## PROBLEM TO WORK ON
Could the whole of the data below be written out verbatim?

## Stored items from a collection
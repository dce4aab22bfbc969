//! Metrics collection and reporting for production monitoring.

use serde::{Deserialize, Serialize};
use std::collections::HashMap;
use std::sync::Arc;
use std::time::{Instant, SystemTime, UNIX_EPOCH};
use tokio::sync::RwLock;

/// Metrics collector for server performance data
#[derive(Debug)]
pub struct MetricsCollector {
    /// Counter metrics (monotonically increasing values)
    counters: Arc<RwLock<HashMap<String, u64>>>,
    /// Gauge metrics (point-in-time values)
    gauges: Arc<RwLock<HashMap<String, f64>>>,
    /// Histogram metrics for latency/duration tracking
    histograms: Arc<RwLock<HashMap<String, Histogram>>>,
    /// Start time for uptime calculations
    start_time: Instant,
}

/// Histogram for tracking value distributions
#[derive(Debug, Clone, Serialize, Deserialize)]
pub struct Histogram {
    /// Number of samples
    pub count: u64,
    /// Sum of all values
    pub sum: f64,
    /// Minimum value seen
    pub min: f64,
    /// Maximum value seen
    pub max: f64,
    /// Buckets for percentile calculations
    pub buckets: Vec<HistogramBucket>,
}

/// Histogram bucket for percentile calculations
#[derive(Debug, Clone, Serialize, Deserialize)]
pub struct HistogramBucket {
    /// Upper bound of this bucket
    pub upper_bound: f64,
    /// Count of values in this bucket
    pub count: u64,
}

impl MetricsCollector {
    /// Creates a new metrics collector
    pub fn new() -> Self {
        Self {
            counters: Arc::new(RwLock::new(HashMap::new())),
            gauges: Arc::new(RwLock::new(HashMap::new())),
            histograms: Arc::new(RwLock::new(HashMap::new())),
            start_time: Instant::now(),
        }
    }

    /// Increments a counter metric
    pub async fn increment_counter(&self, name: &str, value: u64) {
        let mut counters = self.counters.write().await;
        *counters.entry(name.to_string()).or_insert(0) += value;
    }

    /// Sets a gauge metric value
    pub async fn set_gauge(&self, name: &str, value: f64) {
        let mut gauges = self.gauges.write().await;
        gauges.insert(name.to_string(), value);
    }

    /// Records a histogram value
    pub async fn record_histogram(&self, name: &str, value: f64) {
        let mut histograms = self.histograms.write().await;
        let histogram = histograms.entry(name.to_string()).or_insert_with(|| Histogram::new());
        histogram.record(value);
    }

    /// Records the duration of an operation
    pub async fn record_duration<F, R>(&self, name: &str, operation: F) -> R
    where
        F: std::future::Future<Output = R>,
    {
        let start = Instant::now();
        let result = operation.await;
        let duration = start.elapsed().as_secs_f64();
        self.record_histogram(name, duration).await;
        result
    }

    /// Gets the current value of a counter
    pub async fn get_counter(&self, name: &str) -> u64 {
        self.counters.read().await.get(name).copied().unwrap_or(0)
    }

    /// Gets the current value of a gauge
    pub async fn get_gauge(&self, name: &str) -> Option<f64> {
        self.gauges.read().await.get(name).copied()
    }

    /// Gets a snapshot of all metrics
    pub async fn get_all_metrics(&self) -> MetricsSnapshot {
        let counters = self.counters.read().await.clone();
        let gauges = self.gauges.read().await.clone();
        let histograms = self.histograms.read().await.clone();

        MetricsSnapshot {
            timestamp: SystemTime::now()
                .duration_since(UNIX_EPOCH)
                .unwrap_or_default()
                .as_secs(),
            uptime_seconds: self.start_time.elapsed().as_secs(),
            counters,
            gauges,
            histograms,
        }
    }

    /// Exports metrics in Prometheus format
    pub async fn export_prometheus(&self) -> String {
        let counters = self.counters.read().await;
        let gauges = self.gauges.read().await;
        let histograms = self.histograms.read().await;

        let mut output = String::new();

        // Export counters
        for (name, value) in counters.iter() {
            output.push_str(&format!(
                "# TYPE {} counter\n{} {}\n",
                name, name, value
            ));
        }

        // Export gauges
        for (name, value) in gauges.iter() {
            output.push_str(&format!(
                "# TYPE {} gauge\n{} {}\n",
                name, name, value
            ));
        }

        // Export histograms
        for (name, histogram) in histograms.iter() {
            output.push_str(&format!(
                "# TYPE {} histogram\n",
                name
            ));
            output.push_str(&format!(
                "{}_count {}\n",
                name, histogram.count
            ));
            output.push_str(&format!(
                "{}_sum {}\n",
                name, histogram.sum
            ));

            for bucket in &histogram.buckets {
                output.push_str(&format!(
                    "{}_bucket{{le=\"{}\"}} {}\n",
                    name, bucket.upper_bound, bucket.count
                ));
            }
        }

        output
    }

    /// Records standard server metrics
    pub async fn record_server_metrics(&self, active_connections: usize, memory_mb: u64) {
        self.set_gauge("server_active_connections", active_connections as f64).await;
        self.set_gauge("server_memory_usage_mb", memory_mb as f64).await;
        self.set_gauge("server_uptime_seconds", self.start_time.elapsed().as_secs() as f64).await;
    }

    /// Records event system metrics
    pub async fn record_event_metrics(&self, handlers: usize, events_processed: u64) {
        self.set_gauge("event_handlers_registered", handlers as f64).await;
        self.increment_counter("events_processed_total", events_processed).await;
    }

    /// Records plugin metrics
    pub async fn record_plugin_metrics(&self, loaded_plugins: usize) {
        self.set_gauge("plugins_loaded", loaded_plugins as f64).await;
    }

    /// Records security metrics
    pub async fn record_security_metrics(&self, blocked_requests: u64, banned_ips: usize) {
        self.increment_counter("security_blocked_requests_total", blocked_requests).await;
        self.set_gauge("security_banned_ips", banned_ips as f64).await;
    }
}

impl Default for MetricsCollector {
    fn default() -> Self {
        Self::new()
    }
}

/// Snapshot of all metrics at a point in time
#[derive(Debug, Clone, Serialize, Deserialize)]
pub struct MetricsSnapshot {
    pub timestamp: u64,
    pub uptime_seconds: u64,
    pub counters: HashMap<String, u64>,
    pub gauges: HashMap<String, f64>,
    pub histograms: HashMap<String, Histogram>,
}

impl Histogram {
    /// Creates a new histogram with default buckets
    pub fn new() -> Self {
        let buckets = vec![
            0.001, 0.005, 0.01, 0.025, 0.05, 0.1, 0.25, 0.5, 1.0, 2.5, 5.0, 10.0,
        ]
        .into_iter()
        .map(|upper_bound| HistogramBucket {
            upper_bound,
            count: 0,
        })
        .collect();

        Self {
            count: 0,
            sum: 0.0,
            min: f64::INFINITY,
            max: f64::NEG_INFINITY,
            buckets,
        }
    }

    /// Records a value in the histogram
    pub fn record(&mut self, value: f64) {
        self.count += 1;
        self.sum += value;
        self.min = self.min.min(value);
        self.max = self.max.max(value);

        // Update buckets
        for bucket in &mut self.buckets {
            if value <= bucket.upper_bound {
                bucket.count += 1;
            }
        }
    }

    /// Calculates the average value
    pub fn average(&self) -> f64 {
        if self.count > 0 {
            self.sum / self.count as f64
        } else {
            0.0
        }
    }

    /// Estimates a percentile value
    pub fn percentile(&self, p: f64) -> f64 {
        if self.count == 0 {
            return 0.0;
        }

        let target_count = (self.count as f64 * p / 100.0) as u64;
        let mut cumulative_count = 0;

        for bucket in &self.buckets {
            cumulative_count += bucket.count;
            if cumulative_count >= target_count {
                return bucket.upper_bound;
            }
        }

        self.max
    }
}

impl Default for Histogram {
    fn default() -> Self {
        Self::new()
    }
}

/// Macro for timing operations and recording to histogram
#[macro_export]
macro_rules! time_operation {
    ($metrics:expr, $name:expr, $operation:expr) => {
        $metrics.record_duration($name, async { $operation }).await
    };
}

## RESPONSE FOR THIS EXERCISE
repository dce4aab22bfbc969
//! Metrics collection and reporting for production monitoring.

use serde::{Deserialize, Serialize};
use std::collections::HashMap;
use std::sync::Arc;
use std::time::{Instant, SystemTime, UNIX_EPOCH};
use tokio::sync::RwLock;

/// Metrics collector for server performance data
#[derive(Debug)]
pub struct MetricsCollector {
    /// Counter metrics (monotonically increasing values)
    counters: Arc<RwLock<HashMap<String, u64>>>,
    /// Gauge metrics (point-in-time values)
    gauges: Arc<RwLock<HashMap<String, f64>>>,
    /// Histogram metrics for latency/duration tracking
    histograms: Arc<RwLock<HashMap<String, Histogram>>>,
    /// Start time for uptime calculations
    start_time: Instant,
}

/// Histogram for tracking value distributions
#[derive(Debug, Clone, Serialize, Deserialize)]
pub struct Histogram {
    /// Number of samples
    pub count: u64,
    /// Sum of all values
    pub sum: f64,
    /// Minimum value seen
    pub min: f64,
    /// Maximum value seen
    pub max: f64,
    /// Buckets for percentile calculations
    pub buckets: Vec<HistogramBucket>,
}

/// Histogram bucket for percentile calculations
#[derive(Debug, Clone, Serialize, Deserialize)]
pub struct HistogramBucket {
    /// Upper bound of this bucket
    pub upper_bound: f64,
    /// Count of values in this bucket
    pub count: u64,
}

impl MetricsCollector {
    /// Creates a new metrics collector
    pub fn new() -> Self {
        Self {
            counters: Arc::new(RwLock::new(HashMap::new())),
            gauges: Arc::new(RwLock::new(HashMap::new())),
            histograms: Arc::new(RwLock::new(HashMap::new())),
            start_time: Instant::now(),
        }
    }

    /// Increments a counter metric
    pub async fn increment_counter(&self, name: &str, value: u64) {
        let mut counters = self.counters.write().await;
        *counters.entry(name.to_string()).or_insert(0) += value;
    }

    /// Sets a gauge metric value
    pub async fn set_gauge(&self, name: &str, value: f64) {
        let mut gauges = self.gauges.write().await;
        gauges.insert(name.to_string(), value);
    }

    /// Records a histogram value
    pub async fn record_histogram(&self, name: &str, value: f64) {
        let mut histograms = self.histograms.write().await;
        let histogram = histograms.entry(name.to_string()).or_insert_with(|| Histogram::new());
        histogram.record(value);
    }

    /// Records the duration of an operation
    pub async fn record_duration<F, R>(&self, name: &str, operation: F) -> R
    where
        F: std::future::Future<Output = R>,
    {
        let start = Instant::now();
        let result = operation.await;
        let duration = start.elapsed().as_secs_f64();
        self.record_histogram(name, duration).await;
        result
    }

    /// Gets the current value of a counter
    pub async fn get_counter(&self, name: &str) -> u64 {
        self.counters.read().await.get(name).copied().unwrap_or(0)
    }

    /// Gets the current value of a gauge
    pub async fn get_gauge(&self, name: &str) -> Option<f64> {
        self.gauges.read().await.get(name).copied()
    }

    /// Gets a snapshot of all metrics
    pub async fn get_all_metrics(&self) -> MetricsSnapshot {
        let counters = self.counters.read().await.clone();
        let gauges = self.gauges.read().await.clone();
        let histograms = self.histograms.read().await.clone();

        MetricsSnapshot {
            timestamp: SystemTime::now()
                .duration_since(UNIX_EPOCH)
                .unwrap_or_default()
                .as_secs(),
            uptime_seconds: self.start_time.elapsed().as_secs(),
            counters,
            gauges,
            histograms,
        }
    }

    /// Exports metrics in Prometheus format
    pub async fn export_prometheus(&self) -> String {
        let counters = self.counters.read().await;
        let gauges = self.gauges.read().await;
        let histograms = self.histograms.read().await;

        let mut output = String::new();

        // Export counters
        for (name, value) in counters.iter() {
            output.push_str(&format!(
                "# TYPE {} counter\n{} {}\n",
                name, name, value
            ));
        }

        // Export gauges
        for (name, value) in gauges.iter() {
            output.push_str(&format!(
                "# TYPE {} gauge\n{} {}\n",
                name, name, value
            ));
        }

        // Export histograms
        for (name, histogram) in histograms.iter() {
            output.push_str(&format!(
                "# TYPE {} histogram\n",
                name
            ));
            output.push_str(&format!(
                "{}_count {}\n",
                name, histogram.count
            ));
            output.push_str(&format!(
                "{}_sum {}\n",
                name, histogram.sum
            ));

            for bucket in &histogram.buckets {
                output.push_str(&format!(
                    "{}_bucket{{le=\"{}\"}} {}\n",
                    name, bucket.upper_bound, bucket.count
                ));
            }
        }

        output
    }

    /// Records standard server metrics
    pub async fn record_server_metrics(&self, active_connections: usize, memory_mb: u64) {
        self.set_gauge("server_active_connections", active_connections as f64).await;
        self.set_gauge("server_memory_usage_mb", memory_mb as f64).await;
        self.set_gauge("server_uptime_seconds", self.start_time.elapsed().as_secs() as f64).await;
    }

    /// Records event system metrics
    pub async fn record_event_metrics(&self, handlers: usize, events_processed: u64) {
        self.set_gauge("event_handlers_registered", handlers as f64).await;
        self.increment_counter("events_processed_total", events_processed).await;
    }

    /// Records plugin metrics
    pub async fn record_plugin_metrics(&self, loaded_plugins: usize) {
        self.set_gauge("plugins_loaded", loaded_plugins as f64).await;
    }

    /// Records security metrics
    pub async fn record_security_metrics(&self, blocked_requests: u64, banned_ips: usize) {
        self.increment_counter("security_blocked_requests_total", blocked_requests).await;
        self.set_gauge("security_banned_ips", banned_ips as f64).await;
    }
}

impl Default for MetricsCollector {
    fn default() -> Self {
        Self::new()
    }
}

/// Snapshot of all metrics at a point in time
#[derive(Debug, Clone, Serialize, Deserialize)]
pub struct MetricsSnapshot {
    pub timestamp: u64,
    pub uptime_seconds: u64,
    pub counters: HashMap<String, u64>,
    pub gauges: HashMap<String, f64>,
    pub histograms: HashMap<String, Histogram>,
}

impl Histogram {
    /// Creates a new histogram with default buckets
    pub fn new() -> Self {
        let buckets = vec![
            0.001, 0.005, 0.01, 0.025, 0.05, 0.1, 0.25, 0.5, 1.0, 2.5, 5.0, 10.0,
        ]
        .into_iter()
        .map(|upper_bound| HistogramBucket {
            upper_bound,
            count: 0,
        })
        .collect();

        Self {
            count: 0,
            sum: 0.0,
            min: f64::INFINITY,
            max: f64::NEG_INFINITY,
            buckets,
        }
    }

    /// Records a value in the histogram
    pub fn record(&mut self, value: f64) {
        self.count += 1;
        self.sum += value;
        self.min = self.min.min(value);
        self.max = self.max.max(value);

        // Update buckets
        for bucket in &mut self.buckets {
            if value <= bucket.upper_bound {
                bucket.count += 1;
            }
        }
    }

    /// Calculates the average value
    pub fn average(&self) -> f64 {
        if self.count > 0 {
            self.sum / self.count as f64
        } else {
            0.0
        }
    }

    /// Estimates a percentile value
    pub fn percentile(&self, p: f64) -> f64 {
        if self.count == 0 {
            return 0.0;
        }

        let target_count = (self.count as f64 * p / 100.0) as u64;
        let mut cumulative_count = 0;

        for bucket in &self.buckets {
            cumulative_count += bucket.count;
            if cumulative_count >= target_count {
                return bucket.upper_bound;
            }
        }

        self.max
    }
}

impl Default for Histogram {
    fn default() -> Self {
        Self::new()
    }
}

/// Macro for timing operations and recording to histogram
#[macro_export]
macro_rules! time_operation {
    ($metrics:expr, $name:expr, $operation:expr) => {
        $metrics.record_duration($name, async { $operation }).await
    };
}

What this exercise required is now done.